According to the respondent's argument, although rule 2(4) is expressed to apply generally to "goods that consist of more than one material or substance", there is a great gulf fixed between cases involving mixtures containing substances referred to, in different provisions at the same level of the tariff, by the use of any form of words except the word "other", and those cases where one of the substances is referred to by the use of the word "other". In cases of the second type, however clearly an application of rule 3 would demonstrate that the mixed goods should be characterized by reference to the other ingredient, the description which does not employ the word "other" must prevail. As was pointed out in argument, this would mean that if the tariff contained an item "Nuts", with sub-items mentioning various kinds of nuts by name, including brazil nuts but not including macadamia nuts, ending with a sub-item "other", a consignment of mixed nuts containing 10% of brazil nuts and 90% of macadamia nuts would have to be regarded, for tariff purposes, as a consignment of brazil nuts. This is a consequence which I cannot believe the legislature intended. It is, however, a consequence which may have been accepted by the majority of the Administrative Appeals Tribunal, though, inconsistently with the argument, it did examine the question, raised by a combination of rule 2(4) and rule 3(1)(b), whether the polyols in the mixture gave to the goods "their essential character".

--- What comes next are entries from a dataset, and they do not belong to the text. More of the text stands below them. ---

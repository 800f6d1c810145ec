//! Guidance rendering for rejected calls.
//!
//! Two renderers produce the human-readable text; [`Diagnostic`] is the
//! machine-readable payload that travels next to it. Output depends only on
//! the inputs, so identical calls render byte-identical text.

use crate::tools::catalog::{display_value, number_value, range_text, ParamKind, ParameterSpec};
use crate::types::rpc_code;
use serde::{Deserialize, Serialize};
use serde_json::{Map, Value};

const PLACEHOLDER: &str = "example-value";

// =============================================================================
// Example synthesis
// =============================================================================

/// Type-appropriate value when a spec has neither examples nor a default.
pub fn placeholder_for(spec: &ParameterSpec) -> Value {
    match spec.kind {
        ParamKind::String => Value::from(PLACEHOLDER),
        ParamKind::Number => number_value(spec.constraints().min.unwrap_or(1.0)),
        ParamKind::Boolean => Value::Bool(true),
        ParamKind::Array => Value::Array(vec![Value::from(PLACEHOLDER)]),
        ParamKind::Object => Value::Object(Map::new()),
    }
}

/// Interpret an example string as a value of the spec's kind when it parses
/// as one, else keep it as a string.
fn example_value(spec: &ParameterSpec, example: &str) -> Value {
    match spec.kind {
        ParamKind::String => Value::from(example),
        ParamKind::Number => example
            .trim()
            .parse::<f64>()
            .map(number_value)
            .unwrap_or_else(|_| Value::from(example)),
        ParamKind::Boolean => example
            .trim()
            .parse::<bool>()
            .map(Value::Bool)
            .unwrap_or_else(|_| Value::from(example)),
        ParamKind::Array => match serde_json::from_str::<Value>(example) {
            Ok(v @ Value::Array(_)) => v,
            _ => Value::Array(vec![Value::from(example)]),
        },
        ParamKind::Object => match serde_json::from_str::<Value>(example) {
            Ok(v @ Value::Object(_)) => v,
            _ => Value::from(example),
        },
    }
}

/// Example payload: first example, else default, else a placeholder.
pub fn synthesize_example(missing: &[ParameterSpec]) -> Map<String, Value> {
    let mut payload = Map::new();
    for spec in missing {
        let value = if let Some(first) = spec.examples.first() {
            example_value(spec, first)
        } else if let Some(default) = &spec.default_value {
            default.clone()
        } else {
            placeholder_for(spec)
        };
        payload.insert(spec.name.clone(), value);
    }
    payload
}

// =============================================================================
// Renderers
// =============================================================================

/// Guidance for a call that omitted required parameters.
pub fn render_missing_parameters(
    tool_name: &str,
    missing: &[ParameterSpec],
    suggestions: &[String],
) -> String {
    let mut lines = vec![
        format!("Tool '{}' requires the following parameters:", tool_name),
        String::new(),
    ];

    for param in missing {
        let tag = if param.required { "required" } else { "optional" };
        lines.push(format!("**{}** ({})", param.name, tag));
        lines.push(format!("  {}", param.description));

        if !param.examples.is_empty() {
            lines.push(format!("  Examples: {}", param.examples.join(", ")));
        }
        if let Some(c) = &param.constraints {
            if c.min.is_some() || c.max.is_some() {
                lines.push(format!("  Range: {}", range_text(c)));
            }
            if let Some(options) = &c.allowed_values {
                lines.push(format!("  Valid options: {}", options.join(", ")));
            }
            if let Some(pattern) = &c.pattern {
                lines.push(format!("  Pattern: {}", pattern));
            }
        }
        if let Some(default) = &param.default_value {
            lines.push(format!("  Default: {}", display_value(default)));
        }
        lines.push(String::new());
    }

    let example = Value::Object(synthesize_example(missing));
    lines.push("Example parameters:".to_string());
    lines.push(serde_json::to_string_pretty(&example).unwrap_or_else(|_| example.to_string()));
    lines.push(String::new());

    if !suggestions.is_empty() {
        lines.extend(suggestions.iter().cloned());
        lines.push(String::new());
    }

    lines.push("Please provide these parameters and try again.".to_string());
    lines.join("\n")
}

/// Guidance for a call whose parameters were present but invalid.
pub fn render_invalid_values(tool_name: &str, errors: &[String]) -> String {
    let mut lines = vec![
        format!("Tool '{}' parameter validation failed:", tool_name),
        String::new(),
    ];
    for error in errors {
        lines.push(format!("  • {}", error));
    }
    lines.push(String::new());
    lines.push("Please correct the parameters and try again.".to_string());
    lines.join("\n")
}

// =============================================================================
// Structured payload
// =============================================================================

/// Why a call was rejected.
#[derive(Debug, Clone, Copy, PartialEq, Eq, Serialize, Deserialize)]
#[serde(rename_all = "SCREAMING_SNAKE_CASE")]
pub enum DiagnosticCode {
    UnknownTool,
    MissingRequiredParameter,
    InvalidParameterValue,
    ExecutionFailure,
}

impl DiagnosticCode {
    /// JSON-RPC error code. Both parameter codes share INVALID_PARAMS.
    pub fn rpc_code(self) -> i64 {
        match self {
            DiagnosticCode::UnknownTool => rpc_code::METHOD_NOT_FOUND,
            DiagnosticCode::MissingRequiredParameter | DiagnosticCode::InvalidParameterValue => {
                rpc_code::INVALID_PARAMS
            }
            DiagnosticCode::ExecutionFailure => rpc_code::INTERNAL_ERROR,
        }
    }
}

/// Machine-readable explanation of a rejected or failed call.
#[derive(Debug, Clone, PartialEq, Serialize, Deserialize)]
#[serde(rename_all = "camelCase")]
pub struct Diagnostic {
    pub code: DiagnosticCode,
    pub tool: String,
    /// Rendered guidance text.
    pub message: String,
    #[serde(default, skip_serializing_if = "Vec::is_empty")]
    pub missing_parameters: Vec<String>,
    #[serde(default, skip_serializing_if = "Vec::is_empty")]
    pub validation_errors: Vec<String>,
    #[serde(default, skip_serializing_if = "Vec::is_empty")]
    pub suggestions: Vec<String>,
    #[serde(default, skip_serializing_if = "Option::is_none")]
    pub example_parameters: Option<Value>,
    #[serde(default, skip_serializing_if = "Vec::is_empty")]
    pub available_tools: Vec<String>,
    #[serde(default, skip_serializing_if = "Option::is_none")]
    pub cause: Option<String>,
}

impl Diagnostic {
    fn bare(code: DiagnosticCode, tool: &str, message: String) -> Self {
        Self {
            code,
            tool: tool.to_string(),
            message,
            missing_parameters: Vec::new(),
            validation_errors: Vec::new(),
            suggestions: Vec::new(),
            example_parameters: None,
            available_tools: Vec::new(),
            cause: None,
        }
    }

    /// Build from an invalid validation outcome.
    ///
    /// Missing-parameter guidance takes precedence when both lists are
    /// non-empty; the structured fields always carry both.
    pub fn invalid_input(
        tool: &str,
        missing: &[ParameterSpec],
        errors: &[String],
        suggestions: &[String],
    ) -> Self {
        let (code, message) = if missing.is_empty() {
            (
                DiagnosticCode::InvalidParameterValue,
                render_invalid_values(tool, errors),
            )
        } else {
            (
                DiagnosticCode::MissingRequiredParameter,
                render_missing_parameters(tool, missing, suggestions),
            )
        };

        let mut diagnostic = Self::bare(code, tool, message);
        diagnostic.missing_parameters = missing.iter().map(|p| p.name.clone()).collect();
        diagnostic.validation_errors = errors.to_vec();
        diagnostic.suggestions = suggestions.to_vec();
        if !missing.is_empty() {
            diagnostic.example_parameters = Some(Value::Object(synthesize_example(missing)));
        }
        diagnostic
    }

    pub fn unknown_tool(tool: &str, message: String, available: &[String]) -> Self {
        let mut diagnostic = Self::bare(DiagnosticCode::UnknownTool, tool, message);
        diagnostic.available_tools = available.to_vec();
        diagnostic
    }

    pub fn execution_failure(tool: &str, message: String, cause: &str) -> Self {
        let mut diagnostic = Self::bare(DiagnosticCode::ExecutionFailure, tool, message);
        diagnostic.cause = Some(cause.to_string());
        diagnostic
    }
}

// =============================================================================
// Tests
// =============================================================================
//! Tool infrastructure: declarations, validation, guidance, registry, dispatch.
//!
//! ```text
//!   dispatch(name, args)
//!        │
//!        ▼
//!   ToolRegistry ──unknown──► DispatchError::UnknownTool
//!        │
//!        ▼
//!   Validator ──invalid──► AliasTable + diagnostics ──► DispatchError::InvalidInput
//!        │
//!        ▼
//!   ToolHandler ──err/panic──► DispatchError::ExecutionFailure
//!        │
//!        ▼
//!      output
//! ```

pub mod aliases;
pub mod catalog;
pub mod diagnostics;
pub mod dispatch;
pub mod preflight;
pub mod registry;
pub mod validation;

pub use aliases::AliasTable;
pub use catalog::{handler_fn, Constraints, ParamKind, ParameterSpec, ToolDefinition, ToolHandler};
pub use diagnostics::{Diagnostic, DiagnosticCode};
pub use dispatch::{DispatchError, Dispatcher};
pub use registry::{ToolRegistry, ToolSummary};
pub use validation::{ValidationOutcome, Validator};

It seems to me that it is not possible to decide the present appeal without confronting this issue. For it was accepted at the hearing of the appeal, having regard to an express finding of the Administrative Appeals Tribunal, that the mixture included a polyaddition product which it was not suggested fell within any of the paragraphs other than 39.01.19. Though it was a polyol in the language of chemists, it contained only one hydroxyl group per molecule, thus failing to meet the definition imposed by note 6 of the chapter notes for a polyol within paragraph 39.01.13. It follows that, unless rule 2(4) is inapplicable as the respondent's argument requires, it is necessary to resort to rule 3 to select between the two paragraphs in chapter 39 each of which embraces an ingredient or ingredients of the mixture, and therefore under rule 2(2) includes a reference to it - that is, unless the word "other" is necessarily excluded from application just because rule 2(2) makes paragraph 39.01.13 applicable.

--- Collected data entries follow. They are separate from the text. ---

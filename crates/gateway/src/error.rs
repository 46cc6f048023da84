//! Gateway error model.

use std::time::Duration;

use thiserror::Error;

/// Per-request forwarding failure.
///
/// Both upstream variants are "upstream unavailable" to the caller (5xx);
/// neither is retried here.
#[derive(Debug, Error)]
pub enum ProxyError {
    #[error("upstream unavailable: {0}")]
    UpstreamUnavailable(String),

    #[error("upstream did not respond within {0:?}")]
    UpstreamTimeout(Duration),

    #[error("trusted header {0} has a value that cannot be sent")]
    InvalidTrustedHeader(&'static str),
}

impl ProxyError {
    pub fn is_upstream_unavailable(&self) -> bool {
        matches!(self, Self::UpstreamUnavailable(_) | Self::UpstreamTimeout(_))
    }
}

/// Failure while assembling the application.
#[derive(Debug, Error)]
pub enum GatewayError {
    #[error("failed to build upstream http client: {0}")]
    HttpClient(#[from] reqwest::Error),
}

In my opinion, the respondent's argument involves a fundamentally erroneous approach to the reading of Schedule 3 to the Act in which chapter 39 appears. Words such as "other", in the ordinary use of language, only obtain their meaning from the context in which they are used. They faithfully mirror that context. Draftsmen inevitably use such a word in that context and with the meaning it conveys. But when, for a particular purpose, an artificial meaning is introduced into the context by such a provision as rule 2(2), it would be very dangerous to allow that artificial meaning, introduced for that purpose, to distort the reflected meaning of the word "other" for all purposes. An artificial meaning should be confined to the purpose it was intended to serve. Particularly is this so with provisions of inclusion. A recent example is provided by the decision of the House of Lords in Coltman v. Bibby Tankers Ltd. (1987) 3 WLR 1181, where even a general inclusive definition, not (as in the present case) an inclusion limited to a particular situation, was not allowed to distort the proper meaning of the substantive provision.

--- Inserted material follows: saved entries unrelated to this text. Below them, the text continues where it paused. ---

//! Identity resolution: session axis × bypass-token axis → [`AuthDecision`].
//!
//! The decision is computed once per request and handed to header projection
//! and cookie issuance, so both always agree on which axes are present.

use authproxy_core::Identity;

use crate::token::{BypassClaim, TokenValidationResult, TokenVerifier};

/// The single authoritative authentication outcome for a request.
#[derive(Debug, Clone, PartialEq, Eq)]
pub enum AuthDecision {
    /// No session and no valid bypass token.
    Unauthenticated,
    /// Valid session; no token, or a token that failed verification.
    SessionOnly(Identity),
    /// No session, but a verified bypass token. The acting user is unknown.
    BypassOnly(BypassClaim),
    /// Both a session and a verified bypass token.
    SessionAndBypass(Identity, BypassClaim),
}

/// Field-less tag of an [`AuthDecision`], for logging.
#[derive(Debug, Clone, Copy, PartialEq, Eq)]
pub enum DecisionKind {
    Unauthenticated,
    SessionOnly,
    BypassOnly,
    SessionAndBypass,
}

impl DecisionKind {
    pub fn as_str(self) -> &'static str {
        match self {
            Self::Unauthenticated => "unauthenticated",
            Self::SessionOnly => "session_only",
            Self::BypassOnly => "bypass_only",
            Self::SessionAndBypass => "session_and_bypass",
        }
    }
}

impl core::fmt::Display for DecisionKind {
    fn fmt(&self, f: &mut core::fmt::Formatter<'_>) -> core::fmt::Result {
        f.write_str(self.as_str())
    }
}

impl AuthDecision {
    pub fn kind(&self) -> DecisionKind {
        match self {
            Self::Unauthenticated => DecisionKind::Unauthenticated,
            Self::SessionOnly(_) => DecisionKind::SessionOnly,
            Self::BypassOnly(_) => DecisionKind::BypassOnly,
            Self::SessionAndBypass(..) => DecisionKind::SessionAndBypass,
        }
    }

    pub fn is_authenticated(&self) -> bool {
        !matches!(self, Self::Unauthenticated)
    }

    /// The session identity, when the session axis is present.
    pub fn session(&self) -> Option<&Identity> {
        match self {
            Self::SessionOnly(identity) | Self::SessionAndBypass(identity, _) => Some(identity),
            Self::Unauthenticated | Self::BypassOnly(_) => None,
        }
    }

    /// The verified bypass claim, when the token axis is present.
    pub fn bypass(&self) -> Option<&BypassClaim> {
        match self {
            Self::BypassOnly(claim) | Self::SessionAndBypass(_, claim) => Some(claim),
            Self::Unauthenticated | Self::SessionOnly(_) => None,
        }
    }
}

/// Combine the two axes into a decision.
///
/// `Invalid` and `Absent` tokens contribute nothing.
pub fn combine(session: Option<Identity>, token: TokenValidationResult) -> AuthDecision {
    match (session, token.into_claim()) {
        (None, None) => AuthDecision::Unauthenticated,
        (Some(identity), None) => AuthDecision::SessionOnly(identity),
        (None, Some(claim)) => AuthDecision::BypassOnly(claim),
        (Some(identity), Some(claim)) => AuthDecision::SessionAndBypass(identity, claim),
    }
}

/// Resolve the decision for a request.
///
/// - No IO
/// - Deterministic for identical inputs
pub fn resolve<V>(session: Option<Identity>, raw_token: Option<&str>, verifier: &V) -> AuthDecision
where
    V: TokenVerifier + ?Sized,
{
    combine(session, verifier.check(raw_token))
}

#[cfg(test)]
mod tests {
    use super::*;
    use crate::token::Hs256TokenVerifier;
    use authproxy_core::{OrganisationId, UserId};
    use jsonwebtoken::{EncodingKey, Header, encode};
    use proptest::prelude::*;
    use serde_json::json;

    const SECRET: &[u8] = b"resolver-secret";

    fn identity(user: &str, org: &str) -> Identity {
        Identity::new(UserId::new(user).unwrap(), OrganisationId::new(org).unwrap())
    }

    fn mint(sub: &str, secret: &[u8]) -> String {
        encode(
            &Header::default(),
            &json!({ "sub": sub }),
            &EncodingKey::from_secret(secret),
        )
        .expect("failed to encode jwt")
    }

    #[test]
    fn neither_axis_is_unauthenticated() {
        let verifier = Hs256TokenVerifier::new(SECRET);
        assert_eq!(resolve(None, None, &verifier), AuthDecision::Unauthenticated);
    }

    #[test]
    fn invalid_token_without_session_is_unauthenticated() {
        let verifier = Hs256TokenVerifier::new(SECRET);
        let token = mint("abc-123", b"wrong");
        assert_eq!(
            resolve(None, Some(&token), &verifier),
            AuthDecision::Unauthenticated
        );
    }

    #[test]
    fn session_with_invalid_token_is_session_only() {
        let verifier = Hs256TokenVerifier::new(SECRET);
        let decision = resolve(Some(identity("u-1", "o-1")), Some("junk"), &verifier);
        assert_eq!(decision.kind(), DecisionKind::SessionOnly);
        assert!(decision.bypass().is_none());
    }

    #[test]
    fn valid_token_without_session_is_bypass_only() {
        let verifier = Hs256TokenVerifier::new(SECRET);
        let token = mint("abc-123", SECRET);

        let decision = resolve(None, Some(&token), &verifier);
        let AuthDecision::BypassOnly(claim) = &decision else {
            panic!("expected BypassOnly, got {decision:?}");
        };
        assert_eq!(claim.subject_id().as_str(), "abc-123");
        assert!(decision.session().is_none());
    }

    #[test]
    fn both_axes_are_kept() {
        let verifier = Hs256TokenVerifier::new(SECRET);
        let token = mint("abc-123", SECRET);

        let decision = resolve(Some(identity("u-1", "o-1")), Some(&token), &verifier);
        assert_eq!(decision.kind(), DecisionKind::SessionAndBypass);
        assert_eq!(decision.session().unwrap().user_id().as_str(), "u-1");
        assert_eq!(decision.bypass().unwrap().subject_id().as_str(), "abc-123");
    }

    #[test]
    fn kind_names_are_stable() {
        assert_eq!(DecisionKind::SessionAndBypass.to_string(), "session_and_bypass");
        assert!(!AuthDecision::Unauthenticated.is_authenticated());
    }

    fn arb_session() -> impl Strategy<Value = Option<(String, String)>> {
        proptest::option::of(("[a-z0-9-]{1,16}", "[a-z0-9-]{1,16}"))
    }

    proptest! {
        // mode: 0 = no token, 1 = right secret, 2 = wrong secret, 3 = garbage.
        #[test]
        fn resolve_is_idempotent(
            session in arb_session(),
            mode in 0u8..4,
            sub in "[a-zA-Z0-9-]{1,24}"
        ) {
            let verifier = Hs256TokenVerifier::new(SECRET);
            let session = session.map(|(u, o)| identity(&u, &o));
            let token = match mode {
                0 => None,
                1 => Some(mint(&sub, SECRET)),
                2 => Some(mint(&sub, b"not-the-secret")),
                _ => Some(sub.clone()),
            };

            let first = resolve(session.clone(), token.as_deref(), &verifier);
            let second = resolve(session.clone(), token.as_deref(), &verifier);
            prop_assert_eq!(&first, &second);

            // Axis presence matches the inputs exactly.
            prop_assert_eq!(first.session(), session.as_ref());
            prop_assert_eq!(first.bypass().is_some(), mode == 1);
            if let Some(claim) = first.bypass() {
                prop_assert_eq!(claim.subject_id().as_str(), sub.as_str());
            }
        }
    }
}
//! Authenticating reverse proxy: server, request gate, and upstream forwarding.

pub mod app;
pub mod config;
pub mod error;
pub mod forwarder;
pub mod gate;
pub mod session;

pub use config::{ConfigError, ProxyConfig, SessionMode};
pub use error::{GatewayError, ProxyError};
pub use session::{MockSession, SessionAuthenticator, SignonRedirect};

The question is as to the meaning of the word "other" in paragraph 39.01.19 - other than what? No ordinary reader would fail to read the word as describing goods falling within the sub-item other than those described in the preceding paragraphs. That is how the word "other" appearing in sub-item 96.01.9 was read by the Administrative Appeals Tribunal in OES Holdings Pty Limited v. Collector of Customs (Mr. Hall, Senior Member, Mr. Sinclair, Member, Mrs. Hallowes, Member, unreported, 11 October 1982), and how the word "other" was read in a comparable European tariff provision in Past & Co. KG v. Hauptzollamt Freiburg (1974) 1 CMLR 400. In Canada, the tariff provision in question in Sealed Air of Canada Ltd. v. The Deputy Minister of National Revenue for Customs and Excise (which, interestingly, concerned a product there referred to as "Instapak 40B") was worded not simply "other" but "all other goods", which might be thought to point rather more clearly to the goods previously listed, though in my opinion the meaning is the same.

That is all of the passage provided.